The Forgotten Holocaust - The 1943/44 Bengal Famine

THE FORGOTTEN HOLOCAUST - THE 1943/44 BENGAL FAMINE: impelled in part by global warming concerns, an account by Dr Gideon Polya of the man-made Bengal Famine of 1943/44 and the unresponsiveness of the world at the time to both the Bengal Famine and the Holocaust in Europe; the total or near-total ignoring in many historical texts and in global public perception of the Second World War Bengal Famine and other such horrendous events such as the Great Bengal Famine of 1769/1770, other Indian famines, the Irish famine (1845/46), genocide in Tasmania and mainland Australia in the 19th century and the genocide of the Armenians (1915); history ignored yields history repeated and global warming through greedy industrial profligacy may next century visit even worse disasters on Bengal and on other low-lying regions such as deltaic Egypt, Thailand, Louisiana and Holland. Remarkably, one of the biggest mortality events of the mid-20th century (that has been written about extensively by Amartya Sen (1998 Nobel Prize Winner for Economics) and which was the subject of the film “Distant Thunder” by world-famous Bengali film-maker Satyajit Ray) remains UNKNOWN to most in the English-speaking World - due to extraordinary, continuing academic and media holocaust denial involving self-censorship, lying by omission and intrinsic, covert racism.

Précis

This year marks the 50th anniversary of the end of World War 2 and the world will reflect on the human cost of this conflict.
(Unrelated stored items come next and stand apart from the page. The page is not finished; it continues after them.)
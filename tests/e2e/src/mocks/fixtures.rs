//! Test Data Factory
//!
//! Provides utilities for generating realistic test data:
//! - Vocabulary items grouped into decks
//! - Difficulty records with a chosen history
//! - Pre-built pool scenarios for common test cases

use std::collections::HashMap;

use cadence_core::{
    DeckId, DifficultyRecord, Item, ItemId, LanguagePair, MemoryStore, PoolEntry, Rating, UserId,
};
use chrono::{Duration, Utc};

/// Ukrainian-English word pairs used for generated items
pub const VOCABULARY: [(&str, &str); 12] = [
    ("кіт", "cat"),
    ("пес", "dog"),
    ("дім", "house"),
    ("вода", "water"),
    ("хліб", "bread"),
    ("сонце", "sun"),
    ("місто", "city"),
    ("книга", "book"),
    ("дерево", "tree"),
    ("море", "sea"),
    ("вікно", "window"),
    ("зима", "winter"),
];

/// Factory for creating test data
///
/// # Example
///
/// ```rust,ignore
/// let store = MemoryStore::new();
/// let (deck, items) = TestDataFactory::create_deck(&store, user, 8);
/// let scenario = TestDataFactory::create_full_pool_scenario(&store, user, 5, 2);
/// ```
pub struct TestDataFactory;

/// Scenario containing related test data
#[derive(Debug)]
pub struct TestScenario {
    pub user: UserId,
    pub deck: DeckId,
    /// Every item created for the scenario
    pub items: Vec<ItemId>,
    /// Items the scenario singles out (e.g. purge candidates)
    pub marked: Vec<ItemId>,
    pub description: String,
    /// Metadata for test assertions
    pub metadata: HashMap<String, String>,
}

impl TestDataFactory {
    // ========================================================================
    // ITEMS
    // ========================================================================

    pub fn languages() -> LanguagePair {
        LanguagePair::new("uk", "en")
    }

    /// Create one item in `deck`
    pub fn create_item(store: &MemoryStore, user: UserId, deck: DeckId, front: &str, back: &str) -> ItemId {
        let item = Item::new(user, deck, Self::languages(), front, back);
        let id = item.id;
        store.insert_item(item);
        id
    }

    /// Create a deck with `count` items drawn from [`VOCABULARY`]
    pub fn create_deck(store: &MemoryStore, user: UserId, count: usize) -> (DeckId, Vec<ItemId>) {
        let deck = DeckId::new();
        let items = (0..count)
            .map(|n| {
                let (front, back) = VOCABULARY[n % VOCABULARY.len()];
                let round = n / VOCABULARY.len();
                if round == 0 {
                    Self::create_item(store, user, deck, front, back)
                } else {
                    Self::create_item(
                        store,
                        user,
                        deck,
                        &format!("{} {}", front, round),
                        &format!("{} {}", back, round),
                    )
                }
            })
            .collect();
        (deck, items)
    }

    // ========================================================================
    // DIFFICULTY RECORDS
    // ========================================================================

    /// Store a record rated `minutes_ago` with the given interval and rating
    pub fn create_rated_record(
        store: &MemoryStore,
        user: UserId,
        item: ItemId,
        rating: Rating,
        interval: f64,
        minutes_ago: i64,
    ) -> DifficultyRecord {
        let mut record = DifficultyRecord::new(user, item);
        record.interval = interval;
        record.repetition_count = u32::from(rating.is_success());
        record.min_rating = Some(rating);
        record.last_rating = Some(rating);
        record.updated_at = Some(Utc::now() - Duration::minutes(minutes_ago));
        store.put_record(record);
        store.record(user, item).expect("record just stored")
    }

    // ========================================================================
    // SCENARIOS
    // ========================================================================

    /// A pool at `capacity` where `purgeable` entries reached the easy
    /// streak, plus as many spare items outside the pool
    pub fn create_full_pool_scenario(
        store: &MemoryStore,
        user: UserId,
        capacity: usize,
        purgeable: usize,
    ) -> TestScenario {
        let (deck, items) = Self::create_deck(store, user, capacity + purgeable);
        let now = Utc::now();
        let mut marked = Vec::new();
        for (n, item) in items.iter().take(capacity).enumerate() {
            let mut entry = PoolEntry::new(user, *item, 3, 2, now - Duration::minutes(n as i64));
            if n < purgeable {
                entry.easy_streak = 2;
                marked.push(*item);
            }
            store.insert_pool_entry(entry);
        }

        let mut metadata = HashMap::new();
        metadata.insert("capacity".to_string(), capacity.to_string());
        metadata.insert("spare".to_string(), purgeable.to_string());
        TestScenario {
            user,
            deck,
            items,
            marked,
            description: format!("full pool of {} with {} purge candidates", capacity, purgeable),
            metadata,
        }
    }

    /// A pool holding more entries than `capacity`
    pub fn create_overflow_scenario(
        store: &MemoryStore,
        user: UserId,
        capacity: usize,
        overflow: usize,
    ) -> TestScenario {
        let (deck, items) = Self::create_deck(store, user, capacity + overflow);
        let now = Utc::now();
        // the first `overflow` items are the least recently touched
        for (n, item) in items.iter().enumerate() {
            let age = (items.len() - n) as i64;
            store.insert_pool_entry(PoolEntry::new(user, *item, 0, 2, now - Duration::minutes(age)));
        }
        let mut metadata = HashMap::new();
        metadata.insert("capacity".to_string(), capacity.to_string());
        metadata.insert("overflow".to_string(), overflow.to_string());
        TestScenario {
            user,
            deck,
            marked: items[..overflow].to_vec(),
            items,
            description: format!("pool {} entries over capacity {}", overflow, capacity),
            metadata,
        }
    }
}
In particular we will remember the enormous loss of civilian life, particularly in Poland (6 million dead), the Soviet Union (20 million dead) and China (35 million dead). The Holocaust involving the deliberate extermination of 6 million Jews and half a million Gypsies has seared the human conscience, never to be forgotten. However a major man-made tragedy of similar proportions that occurred in Bengal in World War 2 has been effectively ignored by the world from the time it occurred. The man-made famine in Bengal in 1943-1944 killed an estimated 3.5 to 5 million people.